> _Your task_:
State the count of lines in this material that hold the string "clone" and add nothing.
────────
//! End-to-end tests against a local stub HTTP server.

use std::{
    collections::HashMap,
    io::{Read, Write},
    sync::{Arc, Mutex},
};

use streampipe::{
    hls::HlsStream,
    session::{http::HttpSession, options::Options},
    stream::Stream,
};

struct StubServer {
    base: String,
    hits: Arc<Mutex<HashMap<String, usize>>>,
}

impl StubServer {
    /// Serve a fixed route table, one connection per request.
    fn start(routes: HashMap<String, Vec<u8>>) -> Self {
        let listener = std::net::TcpListener::bind("127.0.0.1:0").unwrap();
        let addr = listener.local_addr().unwrap();
        let hits: Arc<Mutex<HashMap<String, usize>>> = Arc::new(Mutex::new(HashMap::new()));
        let thread_hits = hits.clone();
        std::thread::spawn(move || {
            for stream in listener.incoming() {
                let Ok(mut stream) = stream else { break };
                let mut request = Vec::new();
                let mut buf = [0u8; 4096];
                loop {
                    match stream.read(&mut buf) {
                        Ok(0) => break,
                        Ok(n) => {
                            request.extend_from_slice(&buf[..n]);
                            if request.windows(4).any(|w| w == b"\r\n\r\n") {
                                break;
                            }
                        }
                        Err(_) => break,
                    }
                }
                let head = String::from_utf8_lossy(&request);
                let path = head.split_whitespace().nth(1).unwrap_or("/").to_string();
                *thread_hits.lock().unwrap().entry(path.clone()).or_insert(0) += 1;
                match routes.get(&path) {
                    Some(body) => {
                        let _ = write!(
                            stream,
                            "HTTP/1.1 200 OK\r\nContent-Length: {}\r\nConnection: close\r\n\r\n",
                            body.len()
                        );
                        let _ = stream.write_all(body);
                    }
                    None => {
                        let _ = write!(
                            stream,
                            "HTTP/1.1 404 Not Found\r\nContent-Length: 0\r\nConnection: close\r\n\r\n"
                        );
                    }
                }
            }
        });
        Self {
            base: format!("http://{addr}"),
            hits,
        }
    }

    fn hits(&self, path: &str) -> usize {
        self.hits.lock().unwrap().get(path).copied().unwrap_or(0)
    }
}

fn open_hls(server: &StubServer, path: &str) -> Box<dyn streampipe::stream::StreamHandle> {
    let http = Arc::new(HttpSession::new().unwrap());
    let options = Arc::new(Options::new());
    let stream = HlsStream::new(http, options, format!("{}{path}", server.base));
    stream.open().unwrap()
}

#[test]
fn static_hls_vod_yields_segments_in_order() {
    let segments: [&[u8]; 4] = [b"first-segment", b"2nd", b"third-part-of-it", b"tail"];
    let playlist = "\
#EXTM3U
#EXT-X-VERSION:3
#EXT-X-TARGETDURATION:10
#EXT-X-MEDIA-SEQUENCE:0
#EXTINF:10.0,
/s0.ts
#EXTINF:10.0,
/s1.ts
#EXTINF:10.0,
/s2.ts
#EXTINF:10.0,
/s3.ts
#EXT-X-ENDLIST
";
    let mut routes = HashMap::new();
    routes.insert("/play.m3u8".to_string(), playlist.as_bytes().to_vec());
    for (i, body) in segments.iter().enumerate() {
        routes.insert(format!("/s{i}.ts"), body.to_vec());
    }
    let server = StubServer::start(routes);

    let mut handle = open_hls(&server, "/play.m3u8");
    let mut output = Vec::new();
    handle.read_to_end(&mut output).unwrap();
    handle.close();

    let expected: Vec<u8> = segments.concat();
    assert_eq!(output, expected);
    for i in 0..4 {
        assert_eq!(server.hits(&format!("/s{i}.ts")), 1);
    }
}

#[test]
fn aes_128_segments_are_decrypted_with_one_key_fetch() {
    use cbc::cipher::{BlockEncryptMut, KeyIvInit, block_padding::Pkcs7};
    type Aes128CbcEnc = cbc::Encryptor<aes::Aes128>;

    let key = [0x42u8; 16];
    let plains: [&[u8]; 3] = [b"plain segment zero", b"segment one", b"and the last one"];
    let encrypt = |plain: &[u8], num: u64| -> Vec<u8> {
        let mut iv = [0u8; 16];
        iv[8..].copy_from_slice(&num.to_be_bytes());
        let mut buf = vec![0u8; plain.len() + 16];
        buf[..plain.len()].copy_from_slice(plain);
        Aes128CbcEnc::new(&key.into(), &iv.into())
            .encrypt_padded_mut::<Pkcs7>(&mut buf, plain.len())
            .unwrap()
            .to_vec()
    };

    let playlist = "\
#EXTM3U
#EXT-X-VERSION:3
#EXT-X-TARGETDURATION:10
#EXT-X-MEDIA-SEQUENCE:0
#EXT-X-KEY:METHOD=AES-128,URI=\"key.bin\"
#EXTINF:10.0,
/e0.ts
#EXTINF:10.0,
/e1.ts
#EXTINF:10.0,
/e2.ts
#EXT-X-ENDLIST
";
    let mut routes = HashMap::new();
    routes.insert("/play.m3u8".to_string(), playlist.as_bytes().to_vec());
    routes.insert("/key.bin".to_string(), key.to_vec());
    for (i, plain) in plains.iter().enumerate() {
        routes.insert(format!("/e{i}.ts"), encrypt(plain, i as u64));
    }
    let server = StubServer::start(routes);

    let mut handle = open_hls(&server, "/play.m3u8");
    let mut output = Vec::new();
    handle.read_to_end(&mut output).unwrap();
    handle.close();

    assert_eq!(output, plains.concat());
    assert_eq!(server.hits("/key.bin"), 1);
}

#[test]
fn master_playlists_are_rejected() {
    let master = "\
#EXTM3U
#EXT-X-STREAM-INF:BANDWIDTH=1280000,RESOLUTION=1280x720
/variant.m3u8
";
    let mut routes = HashMap::new();
    routes.insert("/master.m3u8".to_string(), master.as_bytes().to_vec());
    let server = StubServer::start(routes);

    let http = Arc::new(HttpSession::new().unwrap());
    let options = Arc::new(Options::new());
    let stream = HlsStream::new(http, options, format!("{}/master.m3u8", server.base));
    assert!(stream.open().is_err());
}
────────
> _Reply_:
2